Tag Archives: Defense

The Autonomous Weapons of the Future…and Present


A man walks in a remote field. From a place he cannot even see, a quiet drone takes off.

It’s headed his way.

This drone was made by Anduril Industries and this time, it just watched. But it can do a lot more.

These powerful craft can fly at 80 to 100 mph. By comparison, a typical DJI drone can reach about 40 miles per hour.

The Anduril drone is so fast and durable it can knock other drones out of the sky. The five year old defense startup bills itself as different from the big boys like General Dynamics or Northrop Grumman:

“Unlike most defence companies, we don’t wait for our customers to tell us what they need. We identify problems, privately fund R&D and sell finished products off the shelf.

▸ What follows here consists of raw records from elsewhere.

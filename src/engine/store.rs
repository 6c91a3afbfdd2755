use std::sync::Arc;

use dashmap::DashMap;
use tokio::sync::RwLock;
use ulid::Ulid;

use crate::model::*;

use super::SharedDaySheet;

/// Booking records plus the indexes every ledger operation reads.
pub struct LedgerStore {
    bookings: DashMap<Ulid, Booking>,
    /// user id → booking ids, in creation order.
    by_user: DashMap<Ulid, Vec<Ulid>>,
    /// Active reservations per `(court, day)`. Sheets are never removed once created,
    /// so every writer for a key contends on the same lock.
    sheets: DashMap<SheetKey, SharedDaySheet>,
}

impl Default for LedgerStore {
    fn default() -> Self {
        Self::new()
    }
}

impl LedgerStore {
    pub fn new() -> Self {
        Self {
            bookings: DashMap::new(),
            by_user: DashMap::new(),
            sheets: DashMap::new(),
        }
    }

    // ── Bookings ─────────────────────────────────────────────

    pub fn booking_count(&self) -> usize {
        self.bookings.len()
    }

    pub fn get_booking(&self, id: &Ulid) -> Option<Booking> {
        self.bookings.get(id).map(|e| e.value().clone())
    }

    pub fn bookings_for_user(&self, user_id: &Ulid) -> Vec<Booking> {
        let ids = self
            .by_user
            .get(user_id)
            .map(|e| e.value().clone())
            .unwrap_or_default();
        ids.iter().filter_map(|id| self.get_booking(id)).collect()
    }

    pub fn all_bookings(&self) -> Vec<Booking> {
        self.bookings.iter().map(|e| e.value().clone()).collect()
    }

    /// Clone every booking matching `pred` without holding shard locks across awaits.
    pub fn select(&self, pred: impl Fn(&Booking) -> bool) -> Vec<Booking> {
        self.bookings
            .iter()
            .filter(|e| pred(e.value()))
            .map(|e| e.value().clone())
            .collect()
    }

    pub fn count(&self, pred: impl Fn(&Booking) -> bool) -> usize {
        self.bookings.iter().filter(|e| pred(e.value())).count()
    }

    // ── Sheets ───────────────────────────────────────────────

    /// Get the sheet for `key`, creating an empty one on first use.
    pub fn sheet(&self, key: SheetKey) -> SharedDaySheet {
        self.sheets
            .entry(key)
            .or_insert_with(|| Arc::new(RwLock::new(DaySheet::default())))
            .value()
            .clone()
    }

    /// Get the sheet for `key` without creating it. Read paths use this.
    pub fn existing_sheet(&self, key: &SheetKey) -> Option<SharedDaySheet> {
        self.sheets.get(key).map(|e| e.value().clone())
    }

    // ── Event application ────────────────────────────────────

    /// Apply a booking event. `sheet` is the sheet of the booking's key and the
    /// caller holds its write lock. Court events are ignored here.
    pub fn apply_event(&self, sheet: &mut DaySheet, event: &Event) {
        match event {
            Event::BookingCreated { booking } => {
                if booking.is_active() {
                    sheet.insert(Reservation {
                        id: booking.id,
                        span: booking.slot.span(),
                    });
                }
                self.by_user.entry(booking.user_id).or_default().push(booking.id);
                self.bookings.insert(booking.id, booking.clone());
            }
            Event::BookingCancelled { id, at } => {
                self.set_status(id, BookingStatus::Cancelled, *at);
                sheet.remove(*id);
            }
            Event::BookingCompleted { id, at } => {
                self.set_status(id, BookingStatus::Completed, *at);
                sheet.remove(*id);
            }
            Event::ReminderSent { id, at } => {
                if let Some(mut b) = self.bookings.get_mut(id) {
                    b.notification_sent = true;
                    b.updated_at = *at;
                }
            }
            Event::CourtProvisioned { .. } | Event::CourtStatusChanged { .. } => {}
        }
    }

    fn set_status(&self, id: &Ulid, status: BookingStatus, at: Ms) {
        if let Some(mut b) = self.bookings.get_mut(id) {
            b.status = status;
            b.updated_at = at;
        }
    }

    /// Key of the sheet an event touches, if it touches one.
    pub fn event_sheet_key(&self, event: &Event) -> Option<SheetKey> {
        match event {
            Event::BookingCreated { booking } => Some(booking.sheet_key()),
            Event::BookingCancelled { id, .. }
            | Event::BookingCompleted { id, .. }
            | Event::ReminderSent { id, .. } => self.bookings.get(id).map(|b| b.sheet_key()),
            Event::CourtProvisioned { .. } | Event::CourtStatusChanged { .. } => None,
        }
    }
}
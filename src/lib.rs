pub mod config;
pub mod dispatch;
pub mod engine;
pub mod model;
pub mod observability;
pub mod slot;
pub mod sweeper;
pub mod wal;
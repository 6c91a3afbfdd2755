use std::path::PathBuf;
use std::time::Duration;

use crate::model::{MINUTE_MS, Ms};
use crate::slot::{TimeSlot, ValidationError};

/// Host settings, read from `COURTSIDE_*` environment variables.
#[derive(Debug, Clone, PartialEq, Eq)]
pub struct Config {
    pub data_dir: PathBuf,
    /// Courts 1..=courts are provisioned at startup when missing.
    pub courts: u32,
    pub sweep_interval: Duration,
    pub reminder_window: Duration,
    pub max_booking: Duration,
    pub compact_threshold: u64,
    pub metrics_port: Option<u16>,
}

impl Default for Config {
    fn default() -> Self {
        Self {
            data_dir: PathBuf::from("./data"),
            courts: 6,
            sweep_interval: Duration::from_secs(60),
            reminder_window: Duration::from_secs(15 * 60),
            max_booking: Duration::from_secs(120 * 60),
            compact_threshold: 1000,
            metrics_port: None,
        }
    }
}

impl Config {
    pub fn from_env() -> Self {
        Self::from_lookup(|key| std::env::var(key).ok())
    }

    /// Build from any key lookup. Missing or unparseable values keep their default.
    pub fn from_lookup(lookup: impl Fn(&str) -> Option<String>) -> Self {
        fn parsed<T: std::str::FromStr>(lookup: &impl Fn(&str) -> Option<String>, key: &str) -> Option<T> {
            let raw = lookup(key)?;
            match raw.trim().parse() {
                Ok(v) => Some(v),
                Err(_) => {
                    tracing::warn!("ignoring {key}={raw:?}: not a valid value");
                    None
                }
            }
        }

        let defaults = Self::default();
        Self {
            data_dir: lookup("COURTSIDE_DATA_DIR")
                .map(PathBuf::from)
                .unwrap_or(defaults.data_dir),
            courts: parsed(&lookup, "COURTSIDE_COURTS").unwrap_or(defaults.courts),
            sweep_interval: parsed(&lookup, "COURTSIDE_SWEEP_INTERVAL_SECS")
                .filter(|&s: &u64| s > 0)
                .map(Duration::from_secs)
                .unwrap_or(defaults.sweep_interval),
            reminder_window: parsed(&lookup, "COURTSIDE_REMINDER_WINDOW_MINS")
                .map(|m: u64| Duration::from_secs(m * 60))
                .unwrap_or(defaults.reminder_window),
            max_booking: parsed(&lookup, "COURTSIDE_MAX_BOOKING_MINS")
                .filter(|&m: &u64| m > 0)
                .map(|m| Duration::from_secs(m * 60))
                .unwrap_or(defaults.max_booking),
            compact_threshold: parsed(&lookup, "COURTSIDE_COMPACT_THRESHOLD")
                .filter(|&n: &u64| n > 0)
                .unwrap_or(defaults.compact_threshold),
            metrics_port: parsed(&lookup, "COURTSIDE_METRICS_PORT"),
        }
    }

    pub fn wal_path(&self) -> PathBuf {
        self.data_dir.join("courtside.wal")
    }

    pub fn max_booking_ms(&self) -> Ms {
        (self.max_booking.as_secs() / 60) as Ms * MINUTE_MS
    }

    /// Validate a requested slot under this host's duration limit.
    pub fn parse_slot(&self, date: &str, start: &str, end: &str, now: Ms) -> Result<TimeSlot, ValidationError> {
        TimeSlot::parse(date, start, end, now, self.max_booking_ms())
    }
}
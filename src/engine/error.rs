use ulid::Ulid;

use crate::model::BookingStatus;
use crate::slot::ValidationError;

#[derive(Debug, thiserror::Error)]
pub enum EngineError {
    #[error("validation failed: {0}")]
    Validation(#[from] ValidationError),
    #[error("court {0} not found")]
    CourtNotFound(u32),
    #[error("not found: {0}")]
    NotFound(Ulid),
    #[error("court {0} is not available for booking")]
    Inactive(u32),
    #[error("conflict with booking: {0}")]
    Conflict(Ulid),
    #[error("not permitted: {0}")]
    Forbidden(Ulid),
    #[error("booking {id} is already {status}")]
    AlreadyTerminal { id: Ulid, status: BookingStatus },
    #[error("court {0} already exists")]
    AlreadyExists(u32),
    #[error("WAL error: {0}")]
    WalError(String),
}
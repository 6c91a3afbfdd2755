use tokio::sync::OwnedRwLockWriteGuard;
use tracing::{debug, info};
use ulid::Ulid;

use crate::model::*;
use crate::slot::{TimeSlot, ValidationError};

use super::conflict::{check_no_conflict, now_ms};
use super::{Engine, EngineError};

impl Engine {
    /// Book `slot` on court `court_number` for `principal`.
    ///
    /// The overlap check, the WAL append and the apply all happen under the write lock
    /// of the `(court, day)` sheet, so of several overlapping attempts exactly one wins.
    pub async fn create_booking(
        &self,
        principal: &Principal,
        court_number: u32,
        slot: TimeSlot,
    ) -> Result<Booking, EngineError> {
        if court_number == 0 {
            return Err(ValidationError::InvalidCourtNumber.into());
        }
        let court = self.registry.get(court_number)?;
        if !court.active {
            return Err(EngineError::Inactive(court_number));
        }

        let key = SheetKey {
            court_id: court.id,
            day: slot.day(),
        };
        let mut guard = self.store.sheet(key).write_owned().await;

        if let Err(e) = check_no_conflict(&guard, &slot.span()) {
            metrics::counter!(crate::observability::BOOKING_CONFLICTS_TOTAL).increment(1);
            debug!(court = court_number, "booking rejected: {e}");
            return Err(e);
        }

        let now = now_ms();
        let booking = Booking {
            id: Ulid::new(),
            user_id: principal.user_id,
            court_id: court.id,
            court_number,
            slot,
            status: BookingStatus::Active,
            notification_sent: false,
            created_at: now,
            updated_at: now,
            recipient: principal.email.clone(),
        };
        let event = Event::BookingCreated {
            booking: booking.clone(),
        };
        self.persist_and_apply(&mut guard, &event).await?;

        metrics::counter!(crate::observability::BOOKINGS_CREATED_TOTAL).increment(1);
        info!(
            booking = %booking.id,
            court = court_number,
            date = %slot.date_string(),
            "booked {}-{}",
            slot.start_string(),
            slot.end_string()
        );
        Ok(booking)
    }

    /// Cancel an active booking. Owner or admin only.
    pub async fn cancel_booking(&self, id: Ulid, principal: &Principal) -> Result<(), EngineError> {
        let booking = self.store.get_booking(&id).ok_or(EngineError::NotFound(id))?;
        if !booking.may_be_cancelled_by(principal) {
            return Err(EngineError::Forbidden(id));
        }

        let (mut guard, current) = self.resolve_booking_write(&id).await?;
        if current.status.is_terminal() {
            return Err(EngineError::AlreadyTerminal {
                id,
                status: current.status,
            });
        }

        let event = Event::BookingCancelled { id, at: now_ms() };
        self.persist_and_apply(&mut guard, &event).await?;
        metrics::counter!(crate::observability::BOOKINGS_CANCELLED_TOTAL).increment(1);
        info!(booking = %id, by = %principal.user_id, "booking cancelled");
        Ok(())
    }

    /// Move an active booking whose slot ended before `now` to `completed`.
    /// Returns false when there is nothing to do.
    pub async fn complete_booking(&self, id: Ulid, now: Ms) -> Result<bool, EngineError> {
        let (mut guard, current) = self.resolve_booking_write(&id).await?;
        if !current.is_active() || current.slot.end() >= now {
            return Ok(false);
        }
        let event = Event::BookingCompleted { id, at: now };
        self.persist_and_apply(&mut guard, &event).await?;
        Ok(true)
    }

    /// Record that a reminder went out. Returns false if the booking is no longer
    /// active or was already marked.
    pub async fn mark_reminder_sent(&self, id: Ulid, now: Ms) -> Result<bool, EngineError> {
        let (mut guard, current) = self.resolve_booking_write(&id).await?;
        if !current.is_active() || current.notification_sent {
            return Ok(false);
        }
        let event = Event::ReminderSent { id, at: now };
        self.persist_and_apply(&mut guard, &event).await?;
        Ok(true)
    }

    /// Lookup booking → sheet, acquire its write lock, then re-read the booking.
    async fn resolve_booking_write(
        &self,
        id: &Ulid,
    ) -> Result<(OwnedRwLockWriteGuard<DaySheet>, Booking), EngineError> {
        let key = self
            .store
            .get_booking(id)
            .ok_or(EngineError::NotFound(*id))?
            .sheet_key();
        let guard = self.store.sheet(key).write_owned().await;
        let current = self.store.get_booking(id).ok_or(EngineError::NotFound(*id))?;
        Ok((guard, current))
    }
}
//! Validated booking intervals.
//!
//! [`TimeSlot::parse`] is the only place request strings become instants. Everything
//! downstream consumes an already-validated slot.

use chrono::{NaiveDate, NaiveTime};
use serde::{Deserialize, Serialize};

use crate::model::{DAY_MS, HOUR_MS, MINUTE_MS, Ms, Span};

pub const DATE_FORMAT: &str = "%Y-%m-%d";
pub const TIME_FORMAT: &str = "%H:%M";

/// Longest booking a single request may hold.
pub const DEFAULT_MAX_DURATION_MS: Ms = 2 * HOUR_MS;

/// Why a date/time request was rejected. Messages are user-facing.
#[derive(Debug, Clone, PartialEq, Eq, thiserror::Error)]
pub enum ValidationError {
    #[error("invalid date {0:?}, use YYYY-MM-DD")]
    InvalidDate(String),
    #[error("invalid start time {0:?}, use HH:MM")]
    InvalidStartTime(String),
    #[error("invalid end time {0:?}, use HH:MM")]
    InvalidEndTime(String),
    #[error("booking time must be in the future")]
    InPast,
    #[error("end time must be after start time")]
    EndNotAfterStart,
    #[error("booking duration cannot exceed {max_minutes} minutes")]
    TooLong { max_minutes: Ms },
    #[error("court number must be positive")]
    InvalidCourtNumber,
}

/// `[start, end)` on a single calendar day (UTC).
#[derive(Debug, Clone, Copy, PartialEq, Eq, Serialize, Deserialize)]
pub struct TimeSlot {
    day: NaiveDate,
    span: Span,
}

impl TimeSlot {
    /// Validate a `YYYY-MM-DD` date and two `HH:MM` times against `now`.
    ///
    /// Rules are checked in order and the first failure wins: date format, time
    /// formats, start in the future, end after start, duration within `max_duration`.
    /// Composing a time of day onto the date keeps both instants on that day.
    pub fn parse(
        date: &str,
        start: &str,
        end: &str,
        now: Ms,
        max_duration: Ms,
    ) -> Result<Self, ValidationError> {
        let day = NaiveDate::parse_from_str(date.trim(), DATE_FORMAT)
            .map_err(|_| ValidationError::InvalidDate(date.to_string()))?;
        let start_time = NaiveTime::parse_from_str(start.trim(), TIME_FORMAT)
            .map_err(|_| ValidationError::InvalidStartTime(start.to_string()))?;
        let end_time = NaiveTime::parse_from_str(end.trim(), TIME_FORMAT)
            .map_err(|_| ValidationError::InvalidEndTime(end.to_string()))?;

        let start_ms = compose(day, start_time);
        let end_ms = compose(day, end_time);

        if start_ms <= now {
            return Err(ValidationError::InPast);
        }
        if end_ms <= start_ms {
            return Err(ValidationError::EndNotAfterStart);
        }
        if end_ms - start_ms > max_duration {
            return Err(ValidationError::TooLong {
                max_minutes: max_duration / MINUTE_MS,
            });
        }

        Ok(Self {
            day,
            span: Span::new(start_ms, end_ms),
        })
    }

    pub fn day(&self) -> NaiveDate {
        self.day
    }

    pub fn span(&self) -> Span {
        self.span
    }

    pub fn start(&self) -> Ms {
        self.span.start
    }

    pub fn end(&self) -> Ms {
        self.span.end
    }

    pub fn overlaps(&self, other: &TimeSlot) -> bool {
        self.day == other.day && self.span.overlaps(&other.span)
    }

    pub fn date_string(&self) -> String {
        self.day.format(DATE_FORMAT).to_string()
    }

    pub fn start_string(&self) -> String {
        hh_mm(self.span.start - day_start(self.day))
    }

    pub fn end_string(&self) -> String {
        hh_mm(self.span.end - day_start(self.day))
    }
}

/// Midnight UTC of `day`, in ms.
pub fn day_start(day: NaiveDate) -> Ms {
    compose(day, NaiveTime::MIN)
}

/// The whole of `day` as a span.
pub fn day_span(day: NaiveDate) -> Span {
    let start = day_start(day);
    Span::new(start, start + DAY_MS)
}

fn compose(day: NaiveDate, time: NaiveTime) -> Ms {
    day.and_time(time).and_utc().timestamp_millis()
}

fn hh_mm(offset: Ms) -> String {
    let minutes = offset / MINUTE_MS;
    format!("{:02}:{:02}", minutes / 60, minutes % 60)
}

#[cfg(test)]
mod tests {
    use super::*;

    const DATE: &str = "2030-06-01";

    /// 08:00 on DATE.
    fn morning() -> Ms {
        day_start(NaiveDate::from_ymd_opt(2030, 6, 1).unwrap()) + 8 * HOUR_MS
    }

    fn parse(date: &str, start: &str, end: &str) -> Result<TimeSlot, ValidationError> {
        TimeSlot::parse(date, start, end, morning(), DEFAULT_MAX_DURATION_MS)
    }

    #[test]
    fn valid_slot() {
        let slot = parse(DATE, "10:00", "11:30").unwrap();
        assert_eq!(slot.day(), NaiveDate::from_ymd_opt(2030, 6, 1).unwrap());
        assert_eq!(slot.span().duration_ms(), 90 * MINUTE_MS);
        assert_eq!(slot.start(), morning() + 2 * HOUR_MS);
        assert_eq!(slot.date_string(), DATE);
        assert_eq!(slot.start_string(), "10:00");
        assert_eq!(slot.end_string(), "11:30");
    }

    #[test]
    fn bad_date() {
        assert_eq!(
            parse("2030-13-01", "10:00", "11:00"),
            Err(ValidationError::InvalidDate("2030-13-01".into()))
        );
        assert!(matches!(parse("01/06/2030", "10:00", "11:00"), Err(ValidationError::InvalidDate(_))));
    }

    #[test]
    fn bad_times() {
        assert!(matches!(parse(DATE, "25:00", "11:00"), Err(ValidationError::InvalidStartTime(_))));
        assert!(matches!(parse(DATE, "10:00", "1100"), Err(ValidationError::InvalidEndTime(_))));
    }

    #[test]
    fn date_checked_before_times() {
        assert!(matches!(parse("nope", "nope", "nope"), Err(ValidationError::InvalidDate(_))));
    }

    #[test]
    fn past_start_rejected() {
        assert_eq!(parse(DATE, "07:00", "08:30"), Err(ValidationError::InPast));
        // exactly now is not the future
        assert_eq!(parse(DATE, "08:00", "09:00"), Err(ValidationError::InPast));
    }

    #[test]
    fn past_checked_before_ordering() {
        assert_eq!(parse(DATE, "07:00", "06:00"), Err(ValidationError::InPast));
    }

    #[test]
    fn end_must_follow_start() {
        assert_eq!(parse(DATE, "11:00", "10:00"), Err(ValidationError::EndNotAfterStart));
        assert_eq!(parse(DATE, "11:00", "11:00"), Err(ValidationError::EndNotAfterStart));
    }

    #[test]
    fn two_hours_is_the_limit() {
        assert!(parse(DATE, "10:00", "12:00").is_ok());
        assert_eq!(
            parse(DATE, "10:00", "12:01"),
            Err(ValidationError::TooLong { max_minutes: 120 })
        );
    }

    #[test]
    fn three_hours_from_five_minutes_out_is_too_long() {
        let now = morning() + 3 * MINUTE_MS; // 08:03
        let result = TimeSlot::parse(DATE, "08:08", "11:08", now, DEFAULT_MAX_DURATION_MS);
        assert_eq!(result, Err(ValidationError::TooLong { max_minutes: 120 }));
    }

    #[test]
    fn slots_on_different_days_never_overlap() {
        let a = parse(DATE, "10:00", "11:00").unwrap();
        let b = parse("2030-06-02", "10:00", "11:00").unwrap();
        assert!(!a.overlaps(&b));
        assert!(a.overlaps(&parse(DATE, "10:30", "11:30").unwrap()));
    }

    #[test]
    fn day_span_is_24_hours() {
        let day = NaiveDate::from_ymd_opt(2030, 6, 1).unwrap();
        assert_eq!(day_span(day).duration_ms(), DAY_MS);
        assert_eq!(day_span(day).start, day_start(day));
    }

    #[test]
    fn error_messages_are_user_facing() {
        assert_eq!(
            ValidationError::TooLong { max_minutes: 120 }.to_string(),
            "booking duration cannot exceed 120 minutes"
        );
        assert_eq!(ValidationError::InPast.to_string(), "booking time must be in the future");
    }
}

David Goodrich, CEO Anduril Australia & Asia Pacific

Anduril is taking robot warfare beyond aerial drones. It recently bought a company called Dive Technologies, which makes autonomous submarines.

What if you had hundreds of even thousands of these autonomous subs patrolling your coast…or even attacking your enemy’s navy right in its own harbors? These relatively cheap and quick to produce vessels could change naval warfare forever.

Anduril’s drones rely on computer vision and AI to spot threats.

I’ve actually seen similar technology used by startups that sell security cameras to individuals. In those cases, the system flags a potential intruder for a human to review in real time.

This type of tech isn’t just being used abroad. It’s in our neighborhoods and also on our southern border, where it’s used to track immigration.

We’ve had numerous issues with policing of poor communities in America. It concerns me how a new generation of AI and robotics could be trained on those who already have the least.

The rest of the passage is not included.